++++ Input records
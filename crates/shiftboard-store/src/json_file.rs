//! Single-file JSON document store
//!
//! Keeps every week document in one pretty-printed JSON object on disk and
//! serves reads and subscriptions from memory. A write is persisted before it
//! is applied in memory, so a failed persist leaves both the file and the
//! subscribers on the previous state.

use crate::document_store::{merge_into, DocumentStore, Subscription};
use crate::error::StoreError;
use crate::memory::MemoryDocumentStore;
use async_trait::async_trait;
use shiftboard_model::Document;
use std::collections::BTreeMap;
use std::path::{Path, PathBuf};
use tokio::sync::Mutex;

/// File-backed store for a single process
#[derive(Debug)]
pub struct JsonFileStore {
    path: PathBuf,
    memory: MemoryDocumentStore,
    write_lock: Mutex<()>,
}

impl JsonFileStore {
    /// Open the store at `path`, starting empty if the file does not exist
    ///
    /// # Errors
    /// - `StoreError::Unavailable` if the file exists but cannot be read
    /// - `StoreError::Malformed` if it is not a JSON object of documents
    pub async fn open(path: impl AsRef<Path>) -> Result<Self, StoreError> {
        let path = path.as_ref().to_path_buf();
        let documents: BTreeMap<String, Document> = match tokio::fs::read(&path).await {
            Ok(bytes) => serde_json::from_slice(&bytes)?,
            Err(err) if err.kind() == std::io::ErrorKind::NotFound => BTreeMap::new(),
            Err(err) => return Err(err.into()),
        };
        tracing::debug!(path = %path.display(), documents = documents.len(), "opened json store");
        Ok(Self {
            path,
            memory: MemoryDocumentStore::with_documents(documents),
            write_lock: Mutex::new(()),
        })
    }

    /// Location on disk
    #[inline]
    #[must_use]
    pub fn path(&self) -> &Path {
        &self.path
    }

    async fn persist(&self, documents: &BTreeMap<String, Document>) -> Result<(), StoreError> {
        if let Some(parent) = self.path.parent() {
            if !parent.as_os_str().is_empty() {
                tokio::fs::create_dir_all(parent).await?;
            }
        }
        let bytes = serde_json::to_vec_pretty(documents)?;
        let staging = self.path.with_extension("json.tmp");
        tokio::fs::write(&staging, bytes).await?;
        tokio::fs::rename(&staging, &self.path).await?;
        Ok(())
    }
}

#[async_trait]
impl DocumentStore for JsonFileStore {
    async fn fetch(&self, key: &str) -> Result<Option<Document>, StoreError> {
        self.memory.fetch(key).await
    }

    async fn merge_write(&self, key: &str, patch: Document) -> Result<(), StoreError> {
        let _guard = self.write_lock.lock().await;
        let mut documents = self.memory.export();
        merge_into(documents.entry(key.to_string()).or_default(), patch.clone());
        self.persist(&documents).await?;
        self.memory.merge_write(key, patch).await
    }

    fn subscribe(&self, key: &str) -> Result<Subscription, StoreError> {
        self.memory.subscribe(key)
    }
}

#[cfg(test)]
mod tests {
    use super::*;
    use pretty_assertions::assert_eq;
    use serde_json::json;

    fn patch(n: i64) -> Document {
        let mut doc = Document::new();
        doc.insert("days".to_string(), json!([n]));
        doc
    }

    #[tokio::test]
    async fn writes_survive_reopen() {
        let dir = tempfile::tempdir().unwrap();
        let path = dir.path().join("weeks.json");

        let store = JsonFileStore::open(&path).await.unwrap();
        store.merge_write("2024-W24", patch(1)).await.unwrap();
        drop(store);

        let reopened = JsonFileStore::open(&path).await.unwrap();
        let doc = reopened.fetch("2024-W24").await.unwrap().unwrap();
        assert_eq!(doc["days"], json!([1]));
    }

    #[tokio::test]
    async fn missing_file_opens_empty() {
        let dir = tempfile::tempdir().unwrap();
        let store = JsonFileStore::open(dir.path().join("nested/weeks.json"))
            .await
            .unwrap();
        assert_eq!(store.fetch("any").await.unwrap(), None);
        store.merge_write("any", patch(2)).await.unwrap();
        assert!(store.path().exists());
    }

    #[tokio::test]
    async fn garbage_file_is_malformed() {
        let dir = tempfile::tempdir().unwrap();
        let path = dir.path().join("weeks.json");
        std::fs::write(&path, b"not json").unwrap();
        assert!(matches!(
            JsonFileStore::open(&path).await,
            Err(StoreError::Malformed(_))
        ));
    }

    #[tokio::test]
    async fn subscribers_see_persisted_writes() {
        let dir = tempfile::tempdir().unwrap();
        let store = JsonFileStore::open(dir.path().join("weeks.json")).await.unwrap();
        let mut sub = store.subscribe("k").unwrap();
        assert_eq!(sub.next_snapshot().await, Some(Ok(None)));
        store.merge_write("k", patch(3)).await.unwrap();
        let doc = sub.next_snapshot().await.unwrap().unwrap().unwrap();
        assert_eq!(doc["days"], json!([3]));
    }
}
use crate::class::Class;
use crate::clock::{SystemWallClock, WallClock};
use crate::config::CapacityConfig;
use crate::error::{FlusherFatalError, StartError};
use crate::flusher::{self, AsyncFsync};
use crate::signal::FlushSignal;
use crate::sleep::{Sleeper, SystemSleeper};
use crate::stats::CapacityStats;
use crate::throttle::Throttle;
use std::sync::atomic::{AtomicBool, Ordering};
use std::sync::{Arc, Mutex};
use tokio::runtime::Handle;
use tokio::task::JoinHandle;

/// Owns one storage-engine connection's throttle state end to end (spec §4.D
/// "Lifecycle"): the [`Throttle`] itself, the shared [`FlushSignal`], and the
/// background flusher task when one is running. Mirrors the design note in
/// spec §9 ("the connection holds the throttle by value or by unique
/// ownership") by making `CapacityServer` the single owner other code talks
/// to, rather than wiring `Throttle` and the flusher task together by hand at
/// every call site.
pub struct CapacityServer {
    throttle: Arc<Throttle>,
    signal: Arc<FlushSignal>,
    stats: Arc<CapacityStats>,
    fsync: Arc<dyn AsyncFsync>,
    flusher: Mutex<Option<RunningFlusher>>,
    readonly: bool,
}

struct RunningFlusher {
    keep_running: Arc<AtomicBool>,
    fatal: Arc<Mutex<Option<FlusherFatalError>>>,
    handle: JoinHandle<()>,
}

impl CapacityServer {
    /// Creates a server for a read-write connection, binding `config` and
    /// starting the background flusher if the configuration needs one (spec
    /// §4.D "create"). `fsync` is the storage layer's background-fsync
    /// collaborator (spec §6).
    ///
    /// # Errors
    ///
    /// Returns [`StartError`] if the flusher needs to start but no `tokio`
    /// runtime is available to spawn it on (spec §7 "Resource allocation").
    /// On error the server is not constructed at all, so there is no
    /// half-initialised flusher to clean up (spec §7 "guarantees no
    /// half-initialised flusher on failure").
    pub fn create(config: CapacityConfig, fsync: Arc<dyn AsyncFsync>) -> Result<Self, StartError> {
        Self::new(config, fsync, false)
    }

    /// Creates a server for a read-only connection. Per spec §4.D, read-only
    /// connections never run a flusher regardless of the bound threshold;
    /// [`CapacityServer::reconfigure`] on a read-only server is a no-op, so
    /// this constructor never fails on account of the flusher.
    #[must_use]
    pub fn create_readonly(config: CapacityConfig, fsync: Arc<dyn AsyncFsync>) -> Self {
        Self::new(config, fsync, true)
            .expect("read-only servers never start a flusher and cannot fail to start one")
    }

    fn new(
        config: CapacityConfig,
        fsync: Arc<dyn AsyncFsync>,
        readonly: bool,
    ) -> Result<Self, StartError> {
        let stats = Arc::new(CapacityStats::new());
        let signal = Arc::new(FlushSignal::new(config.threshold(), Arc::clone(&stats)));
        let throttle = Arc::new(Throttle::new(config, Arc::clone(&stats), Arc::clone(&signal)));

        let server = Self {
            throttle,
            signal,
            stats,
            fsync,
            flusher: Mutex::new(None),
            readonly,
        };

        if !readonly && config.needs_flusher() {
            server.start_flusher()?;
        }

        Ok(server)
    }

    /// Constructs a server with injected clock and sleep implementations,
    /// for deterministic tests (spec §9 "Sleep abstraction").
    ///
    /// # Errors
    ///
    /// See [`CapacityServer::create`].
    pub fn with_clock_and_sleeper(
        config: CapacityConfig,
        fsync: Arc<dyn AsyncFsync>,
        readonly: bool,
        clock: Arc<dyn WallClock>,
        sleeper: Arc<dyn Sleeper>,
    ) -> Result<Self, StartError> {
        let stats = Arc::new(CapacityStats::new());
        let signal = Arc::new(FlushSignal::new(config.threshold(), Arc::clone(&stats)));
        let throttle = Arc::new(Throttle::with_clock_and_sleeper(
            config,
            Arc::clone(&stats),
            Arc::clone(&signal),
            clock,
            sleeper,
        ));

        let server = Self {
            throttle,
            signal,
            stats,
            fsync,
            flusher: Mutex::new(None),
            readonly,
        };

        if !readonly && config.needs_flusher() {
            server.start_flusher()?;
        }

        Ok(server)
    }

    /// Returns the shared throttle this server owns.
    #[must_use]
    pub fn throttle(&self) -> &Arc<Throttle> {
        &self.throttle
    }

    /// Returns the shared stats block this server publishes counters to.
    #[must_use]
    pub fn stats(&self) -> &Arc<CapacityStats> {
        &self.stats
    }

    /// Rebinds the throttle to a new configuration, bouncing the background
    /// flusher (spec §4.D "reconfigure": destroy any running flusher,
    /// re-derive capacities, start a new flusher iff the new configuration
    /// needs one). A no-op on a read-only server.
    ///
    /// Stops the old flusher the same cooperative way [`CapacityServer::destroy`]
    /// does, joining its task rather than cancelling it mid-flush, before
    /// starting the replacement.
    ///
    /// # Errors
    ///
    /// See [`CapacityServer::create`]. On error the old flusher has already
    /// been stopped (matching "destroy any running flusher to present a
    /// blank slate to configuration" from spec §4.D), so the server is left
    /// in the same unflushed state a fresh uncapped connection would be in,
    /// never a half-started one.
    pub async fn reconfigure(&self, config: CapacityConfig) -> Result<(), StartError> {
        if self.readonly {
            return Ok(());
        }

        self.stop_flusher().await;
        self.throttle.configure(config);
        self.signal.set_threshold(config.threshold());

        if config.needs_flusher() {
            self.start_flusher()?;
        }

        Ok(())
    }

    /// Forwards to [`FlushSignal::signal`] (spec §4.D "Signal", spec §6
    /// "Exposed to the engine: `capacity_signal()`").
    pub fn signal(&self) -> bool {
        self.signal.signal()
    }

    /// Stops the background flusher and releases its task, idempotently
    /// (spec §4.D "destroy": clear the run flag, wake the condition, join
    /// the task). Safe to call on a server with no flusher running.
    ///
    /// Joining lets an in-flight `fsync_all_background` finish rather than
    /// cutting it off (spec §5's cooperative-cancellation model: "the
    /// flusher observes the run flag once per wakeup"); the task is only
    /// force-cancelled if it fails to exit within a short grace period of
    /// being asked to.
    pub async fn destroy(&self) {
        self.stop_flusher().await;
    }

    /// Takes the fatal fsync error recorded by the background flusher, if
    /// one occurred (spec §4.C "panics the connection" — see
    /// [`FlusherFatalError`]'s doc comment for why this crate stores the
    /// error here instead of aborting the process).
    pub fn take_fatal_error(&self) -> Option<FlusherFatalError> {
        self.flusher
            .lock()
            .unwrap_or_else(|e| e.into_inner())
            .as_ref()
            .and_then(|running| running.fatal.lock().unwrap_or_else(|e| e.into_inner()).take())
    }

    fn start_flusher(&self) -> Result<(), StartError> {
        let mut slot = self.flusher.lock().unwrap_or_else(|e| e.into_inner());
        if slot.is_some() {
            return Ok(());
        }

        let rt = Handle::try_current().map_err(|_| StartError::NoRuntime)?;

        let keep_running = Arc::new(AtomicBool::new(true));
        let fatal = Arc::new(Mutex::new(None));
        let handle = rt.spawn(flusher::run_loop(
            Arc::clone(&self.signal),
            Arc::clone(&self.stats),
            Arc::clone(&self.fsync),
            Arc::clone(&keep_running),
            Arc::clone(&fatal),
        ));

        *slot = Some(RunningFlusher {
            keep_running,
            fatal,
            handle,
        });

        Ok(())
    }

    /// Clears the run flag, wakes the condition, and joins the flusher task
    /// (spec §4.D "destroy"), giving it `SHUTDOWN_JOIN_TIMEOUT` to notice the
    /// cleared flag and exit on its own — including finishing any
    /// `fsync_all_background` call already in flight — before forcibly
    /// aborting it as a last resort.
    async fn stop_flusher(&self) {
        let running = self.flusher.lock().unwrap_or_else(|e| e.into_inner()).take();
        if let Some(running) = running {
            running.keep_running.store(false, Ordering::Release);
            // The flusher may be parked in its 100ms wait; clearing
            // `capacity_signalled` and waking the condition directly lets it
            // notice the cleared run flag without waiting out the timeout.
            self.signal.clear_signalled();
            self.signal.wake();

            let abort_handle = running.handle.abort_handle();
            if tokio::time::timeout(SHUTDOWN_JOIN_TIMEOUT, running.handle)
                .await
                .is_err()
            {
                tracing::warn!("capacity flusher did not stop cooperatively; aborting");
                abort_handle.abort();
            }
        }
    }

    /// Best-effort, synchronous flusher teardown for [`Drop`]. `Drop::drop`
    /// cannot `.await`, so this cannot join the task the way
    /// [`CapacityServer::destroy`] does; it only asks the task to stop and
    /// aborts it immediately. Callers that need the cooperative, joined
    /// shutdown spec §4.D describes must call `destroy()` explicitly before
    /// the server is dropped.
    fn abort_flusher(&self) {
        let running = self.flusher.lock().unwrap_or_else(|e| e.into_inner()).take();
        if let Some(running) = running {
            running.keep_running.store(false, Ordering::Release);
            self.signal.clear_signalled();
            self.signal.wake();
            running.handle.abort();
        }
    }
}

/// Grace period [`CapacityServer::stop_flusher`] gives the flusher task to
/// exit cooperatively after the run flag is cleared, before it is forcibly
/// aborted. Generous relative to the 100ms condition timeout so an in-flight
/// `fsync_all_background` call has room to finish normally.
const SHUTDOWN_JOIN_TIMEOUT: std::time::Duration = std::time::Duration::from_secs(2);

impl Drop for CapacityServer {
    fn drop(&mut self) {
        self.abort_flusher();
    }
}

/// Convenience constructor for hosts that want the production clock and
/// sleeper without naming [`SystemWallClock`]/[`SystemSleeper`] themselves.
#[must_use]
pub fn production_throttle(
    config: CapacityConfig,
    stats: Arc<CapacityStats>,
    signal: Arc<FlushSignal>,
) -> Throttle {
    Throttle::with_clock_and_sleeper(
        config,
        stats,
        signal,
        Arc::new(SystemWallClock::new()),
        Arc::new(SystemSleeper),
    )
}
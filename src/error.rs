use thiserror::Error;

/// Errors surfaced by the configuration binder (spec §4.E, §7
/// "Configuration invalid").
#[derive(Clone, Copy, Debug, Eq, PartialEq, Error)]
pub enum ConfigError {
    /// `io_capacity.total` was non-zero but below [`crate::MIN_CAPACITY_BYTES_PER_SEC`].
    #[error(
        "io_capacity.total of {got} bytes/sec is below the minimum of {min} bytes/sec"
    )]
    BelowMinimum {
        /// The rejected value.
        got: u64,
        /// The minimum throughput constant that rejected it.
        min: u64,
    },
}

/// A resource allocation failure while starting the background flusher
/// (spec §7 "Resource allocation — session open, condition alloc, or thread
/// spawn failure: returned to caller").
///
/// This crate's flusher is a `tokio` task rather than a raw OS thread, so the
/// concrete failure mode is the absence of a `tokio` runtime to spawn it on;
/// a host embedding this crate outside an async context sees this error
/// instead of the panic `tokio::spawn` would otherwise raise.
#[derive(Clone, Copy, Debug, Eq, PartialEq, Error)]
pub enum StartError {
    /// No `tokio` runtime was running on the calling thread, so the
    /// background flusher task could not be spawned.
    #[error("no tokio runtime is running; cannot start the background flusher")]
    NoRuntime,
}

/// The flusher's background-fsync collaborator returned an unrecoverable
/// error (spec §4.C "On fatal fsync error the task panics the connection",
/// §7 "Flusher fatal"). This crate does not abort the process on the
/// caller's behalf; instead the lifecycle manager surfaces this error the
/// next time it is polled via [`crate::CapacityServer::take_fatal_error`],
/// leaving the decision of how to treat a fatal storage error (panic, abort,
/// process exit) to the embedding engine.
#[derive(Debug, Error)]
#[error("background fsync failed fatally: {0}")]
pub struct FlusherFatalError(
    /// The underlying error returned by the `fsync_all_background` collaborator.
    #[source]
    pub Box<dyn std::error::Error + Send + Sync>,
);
++++++++
■ Work task: From the records above, print only the lines between the one holding "sees this error" and the one holding "process on the", inclusive, exactly as they stand.

■ Task output:
/// a host embedding this crate outside an async context sees this error
/// instead of the panic `tokio::spawn` would otherwise raise.
#[derive(Clone, Copy, Debug, Eq, PartialEq, Error)]
pub enum StartError {
    /// No `tokio` runtime was running on the calling thread, so the
    /// background flusher task could not be spawned.
    #[error("no tokio runtime is running; cannot start the background flusher")]
    NoRuntime,
}

/// The flusher's background-fsync collaborator returned an unrecoverable
/// error (spec §4.C "On fatal fsync error the task panics the connection",
/// §7 "Flusher fatal"). This crate does not abort the process on the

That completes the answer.